> _Task prompt_:
Your answer should hold exactly the lines from the one with "pub async fn unregister_provider(&self, name: &str)" through the last line of the material below, nothing before and nothing extra.

> _Provided entries_:

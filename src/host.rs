//! Callbacks the embedding host hands to the engine.

use std::fmt;
use std::sync::Arc;

use async_trait::async_trait;
use tokio::time::Instant;

use crate::error::{RuntimeError, RuntimeResult};
use crate::eval::value::Value;

pub type EmitFunc = Arc<dyn Fn(Value) + Send + Sync>;
pub type WhisperFunc = Arc<dyn Fn(Value, Value) + Send + Sync>;
/// Receives `(event_name, source, error)` for every failed event handler.
pub type EventErrorFunc = Arc<dyn Fn(&str, &str, &RuntimeError) + Send + Sync>;

/// Interactive prompt collaborator behind `promptuser`.
#[async_trait]
pub trait UserPrompter: Send + Sync {
    async fn prompt(&self, message: &str) -> RuntimeResult<Value>;
}

#[derive(Clone, Default)]
pub struct HostContext {
    pub emit: Option<EmitFunc>,
    pub whisper: Option<WhisperFunc>,
    pub on_event_error: Option<EventErrorFunc>,
    pub prompter: Option<Arc<dyn UserPrompter>>,
    /// Caller deadline forwarded to providers. The engine itself never times out.
    pub deadline: Option<Instant>,
}

impl HostContext {
    pub fn new() -> Self {
        Self::default()
    }

    pub fn with_emit(mut self, f: impl Fn(Value) + Send + Sync + 'static) -> Self {
        self.emit = Some(Arc::new(f));
        self
    }

    pub fn with_whisper(mut self, f: impl Fn(Value, Value) + Send + Sync + 'static) -> Self {
        self.whisper = Some(Arc::new(f));
        self
    }

    pub fn with_event_error(
        mut self,
        f: impl Fn(&str, &str, &RuntimeError) + Send + Sync + 'static,
    ) -> Self {
        self.on_event_error = Some(Arc::new(f));
        self
    }

    pub fn with_prompter(mut self, prompter: Arc<dyn UserPrompter>) -> Self {
        self.prompter = Some(prompter);
        self
    }

    pub fn with_deadline(mut self, deadline: Instant) -> Self {
        self.deadline = Some(deadline);
        self
    }
}

impl fmt::Debug for HostContext {
    fn fmt(&self, f: &mut fmt::Formatter<'_>) -> fmt::Result {
        f.debug_struct("HostContext")
            .field("emit", &self.emit.is_some())
            .field("whisper", &self.whisper.is_some())
            .field("on_event_error", &self.on_event_error.is_some())
            .field("prompter", &self.prompter.is_some())
            .field("deadline", &self.deadline)
            .finish()
    }
}
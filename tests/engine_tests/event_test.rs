use std::sync::Arc;
use std::time::Duration;

use async_trait::async_trait;
use sandstep::{
    EventDecl, Expression as E, Interpreter, Position, Program, RuntimeResult, Step, StepKind,
    Tool, ToolRegistry, ToolSpec, Value,
};

use super::Recorder;

struct Explode;

#[async_trait]
impl Tool for Explode {
    fn spec(&self) -> ToolSpec {
        ToolSpec::new("explode", "panics")
    }

    async fn call(&self, _interp: &Interpreter, _args: Vec<Value>) -> RuntimeResult<Value> {
        panic!("tool exploded");
    }
}

fn handler(name: &str, body: Vec<Step>) -> EventDecl {
    EventDecl {
        name: E::string("tick"),
        handler_name: Some(name.to_string()),
        payload_variable: Some("evt".to_string()),
        body,
        position: Position::new(1, 1),
    }
}

fn payload_of_event() -> E {
    E::Index {
        target: Box::new(E::var("evt")),
        index: Box::new(E::string("payload")),
    }
}

async fn interpreter(handlers: Vec<EventDecl>) -> (Interpreter, Recorder) {
    let recorder = Recorder::default();
    let tools = ToolRegistry::with_builtins();
    tools.register(Arc::new(Explode));
    let interp = Interpreter::builder()
        .host(recorder.host())
        .tools(Arc::new(tools))
        .build()
        .unwrap();
    interp
        .load(Program {
            events: handlers,
            ..Default::default()
        })
        .await
        .unwrap();
    (interp, recorder)
}

#[tokio::test]
async fn test_failing_handler_does_not_affect_siblings() {
    let (interp, recorder) = interpreter(vec![
        handler("echo", vec![Step::emit(payload_of_event())]),
        handler("broken", vec![Step::fail("handler broke")]),
    ])
    .await;

    let dispatch = interp.emit_event("tick", "timer", Value::from(7i64)).await;
    assert_eq!(dispatch.handler_count(), 2);
    dispatch.join().await;

    assert_eq!(recorder.emitted(), vec![Value::from(7i64)]);
    let errors = recorder.event_errors();
    assert_eq!(errors.len(), 1);
    assert_eq!(errors[0].0, "tick");
    assert_eq!(errors[0].1, "timer");
    assert!(errors[0].2.contains("handler broke"));
}

#[tokio::test]
async fn test_panicking_handler_is_contained() {
    let (interp, recorder) = interpreter(vec![
        handler("crash", vec![Step::call("explode", vec![])]),
        handler("echo", vec![Step::emit(payload_of_event())]),
        handler("echo_again", vec![Step::emit(E::string("second"))]),
    ])
    .await;

    let dispatch = interp.emit_event("tick", "timer", Value::from("p")).await;
    dispatch.join().await;

    let mut emitted = recorder.emitted();
    emitted.sort_by_key(|v| v.to_string());
    assert_eq!(emitted, vec![Value::from("p"), Value::from("second")]);
    let errors = recorder.event_errors();
    assert_eq!(errors.len(), 1);
    assert!(errors[0].2.contains("tool exploded"));
}

#[tokio::test]
async fn test_script_emission_returns_before_handlers_fail() {
    let (interp, recorder) = interpreter(vec![handler(
        "broken",
        vec![Step::fail("late failure")],
    )])
    .await;

    let outcome = interp
        .execute(vec![
            Step::call(
                "emit_event",
                vec![E::string("tick"), E::string("script"), E::number(1)],
            ),
            Step::ret(E::string("emitter done")),
        ])
        .await;
    assert!(outcome.is_success());
    assert_eq!(outcome.value, Value::from("emitter done"));

    for _ in 0..100 {
        if !recorder.event_errors().is_empty() {
            break;
        }
        tokio::time::sleep(Duration::from_millis(10)).await;
    }
    let errors = recorder.event_errors();
    assert_eq!(errors.len(), 1);
    assert_eq!(errors[0].1, "script");
}

#[tokio::test]
async fn test_unhandled_event_is_ignored() {
    let (interp, recorder) = interpreter(vec![]).await;
    let dispatch = interp.emit_event("nobody_listens", "test", Value::Nil).await;
    assert!(dispatch.is_empty());
    dispatch.join().await;
    assert!(recorder.event_errors().is_empty());
}

#[tokio::test]
async fn test_handler_sees_canonical_event() {
    let (interp, recorder) = interpreter(vec![handler(
        "inspect",
        vec![
            Step::emit(E::Index {
                target: Box::new(E::var("evt")),
                index: Box::new(E::string("name")),
            }),
            Step::emit(E::Index {
                target: Box::new(E::var("evt")),
                index: Box::new(E::string("source")),
            }),
        ],
    )])
    .await;

    interp
        .emit_event("tick", "clock", Value::Nil)
        .await
        .join()
        .await;
    assert_eq!(
        recorder.emitted(),
        vec![Value::from("tick"), Value::from("clock")]
    );
}

#[tokio::test]
async fn test_whisper_reaches_host_callback() {
    let (interp, recorder) = interpreter(vec![handler(
        "notify",
        vec![Step::new(StepKind::Whisper {
            handle: E::string("ops"),
            data: payload_of_event(),
        })],
    )])
    .await;

    interp
        .emit_event("tick", "timer", Value::from("disk full"))
        .await
        .join()
        .await;

    assert_eq!(
        recorder.whispered(),
        vec![(Value::from("ops"), Value::from("disk full"))]
    );
    assert!(recorder.emitted().is_empty());
    assert!(recorder.event_errors().is_empty());
}

#[tokio::test]
async fn test_return_ends_handler_quietly() {
    let (interp, recorder) = interpreter(vec![handler(
        "early_exit",
        vec![
            Step::emit(E::string("before")),
            Step::ret(E::string("done")),
            Step::emit(E::string("after")),
        ],
    )])
    .await;

    interp.emit_event("tick", "timer", Value::Nil).await.join().await;

    assert_eq!(recorder.emitted(), vec![Value::from("before")]);
    assert!(recorder.event_errors().is_empty());
}
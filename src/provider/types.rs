use std::collections::HashMap;

use chrono::{DateTime, Utc};
use secrecy::SecretString;
use thiserror::Error;
use tokio::time::Instant;

use crate::error::{ErrorCode, RuntimeError};

/// Per-call context handed to a provider.
#[derive(Debug, Clone)]
pub struct ProviderContext {
    /// Correlates every turn of one `ask`.
    pub trace_id: String,
    pub turn: usize,
    /// Caller deadline. Providers honour it; the engine never enforces it.
    pub deadline: Option<Instant>,
}

#[derive(Debug, Clone, Default)]
pub struct ChatRequest {
    pub model_name: String,
    pub prompt: String,
    pub api_key: SecretString,
    pub temperature: f32,
    pub max_tokens: Option<usize>,
}

#[derive(Debug, Default, Clone)]
pub struct ChatResponse {
    pub text_content: String,
    pub metadata: ResponseMetadata,
}

impl ChatResponse {
    pub fn text(content: impl Into<String>) -> Self {
        Self {
            text_content: content.into(),
            metadata: ResponseMetadata::default(),
        }
    }
}

#[derive(Debug, Clone)]
pub struct ResponseMetadata {
    pub model: String,
    pub created_at: DateTime<Utc>,
    pub token_usage: Option<TokenUsage>,
    pub finish_reason: Option<String>,
    pub extra: HashMap<String, String>,
}

impl Default for ResponseMetadata {
    fn default() -> Self {
        Self {
            model: String::new(),
            created_at: Utc::now(),
            token_usage: None,
            finish_reason: None,
            extra: HashMap::new(),
        }
    }
}

/// (prompt tokens, completion tokens)
pub type TokenUsage = (usize, usize);

#[derive(Debug, Error)]
pub enum ProviderError {
    #[error("Authentication error: {0}")]
    Authentication(String),

    #[error("API error: {0}")]
    ApiError(String),

    #[error("Rate limit exceeded: {0}")]
    RateLimit(String),

    #[error("Invalid request: {0}")]
    InvalidRequest(String),

    #[error("Deadline exceeded")]
    DeadlineExceeded,

    #[error("Provider not found: {0}")]
    NotFound(String),

    #[error("Provider already registered: {0}")]
    AlreadyRegistered(String),
}

pub type ProviderResult<T> = Result<T, ProviderError>;

impl From<ProviderError> for RuntimeError {
    fn from(err: ProviderError) -> Self {
        RuntimeError::new(ErrorCode::External, "provider call failed").with_cause(err)
    }
}
use std::sync::Arc;

use dashmap::DashMap;
use tokio::sync::RwLock;
use tracing::{debug, instrument};

use super::llm::AIProvider;
use super::types::{ProviderError, ProviderResult};

/// Registered providers, looked up by name. Agent models name their
/// provider; an empty name falls back to the primary provider.
#[derive(Default)]
pub struct ProviderRegistry {
    providers: DashMap<String, Arc<dyn AIProvider>>,
    primary_provider: RwLock<Option<String>>,
}

impl ProviderRegistry {
    pub fn new() -> Self {
        Self::default()
    }

    #[instrument(level = "debug", skip(self, provider))]
    pub async fn register_provider(
        &self,
        name: &str,
        provider: Arc<dyn AIProvider>,
    ) -> ProviderResult<()> {
        if self.providers.contains_key(name) {
            return Err(ProviderError::AlreadyRegistered(name.to_string()));
        }
        self.providers.insert(name.to_string(), provider);

        let mut primary = self.primary_provider.write().await;
        if primary.is_none() {
            debug!(provider = name, "primary provider set");
            *primary = Some(name.to_string());
        }
        Ok(())
    }

    #[instrument(level = "debug", skip(self))]
    pub async fn set_primary_provider(&self, name: &str) -> ProviderResult<()> {
        if !self.providers.contains_key(name) {
            return Err(ProviderError::NotFound(name.to_string()));
        }
        *self.primary_provider.write().await = Some(name.to_string());
        Ok(())
    }

    pub async fn primary_provider(&self) -> Option<String> {
        self.primary_provider.read().await.clone()
    }

    pub async fn get_provider(&self, name: &str) -> ProviderResult<Arc<dyn AIProvider>> {
        let name = if name.is_empty() {
            self.primary_provider()
                .await
                .ok_or_else(|| ProviderError::NotFound("<primary>".to_string()))?
        } else {
            name.to_string()
        };
        self.providers
            .get(&name)
            .map(|p| p.value().clone())
            .ok_or(ProviderError::NotFound(name))
    }

    pub async fn unregister_provider(&self, name: &str) -> ProviderResult<()> {
        self.providers
            .remove(name)
            .ok_or_else(|| ProviderError::NotFound(name.to_string()))?;
        let mut primary = self.primary_provider.write().await;
        if primary.as_deref() == Some(name) {
            *primary = None;
        }
        Ok(())
    }

    pub fn provider_names(&self) -> Vec<String> {
        let mut names: Vec<String> = self.providers.iter().map(|e| e.key().clone()).collect();
        names.sort();
        names
    }
}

> _Answer to this exercise_:
    pub async fn unregister_provider(&self, name: &str) -> ProviderResult<()> {
        self.providers
            .remove(name)
            .ok_or_else(|| ProviderError::NotFound(name.to_string()))?;
        let mut primary = self.primary_provider.write().await;
        if primary.as_deref() == Some(name) {
            *primary = None;
        }
        Ok(())
    }

    pub fn provider_names(&self) -> Vec<String> {
        let mut names: Vec<String> = self.providers.iter().map(|e| e.key().clone()).collect();
        names.sort();
        names
    }
}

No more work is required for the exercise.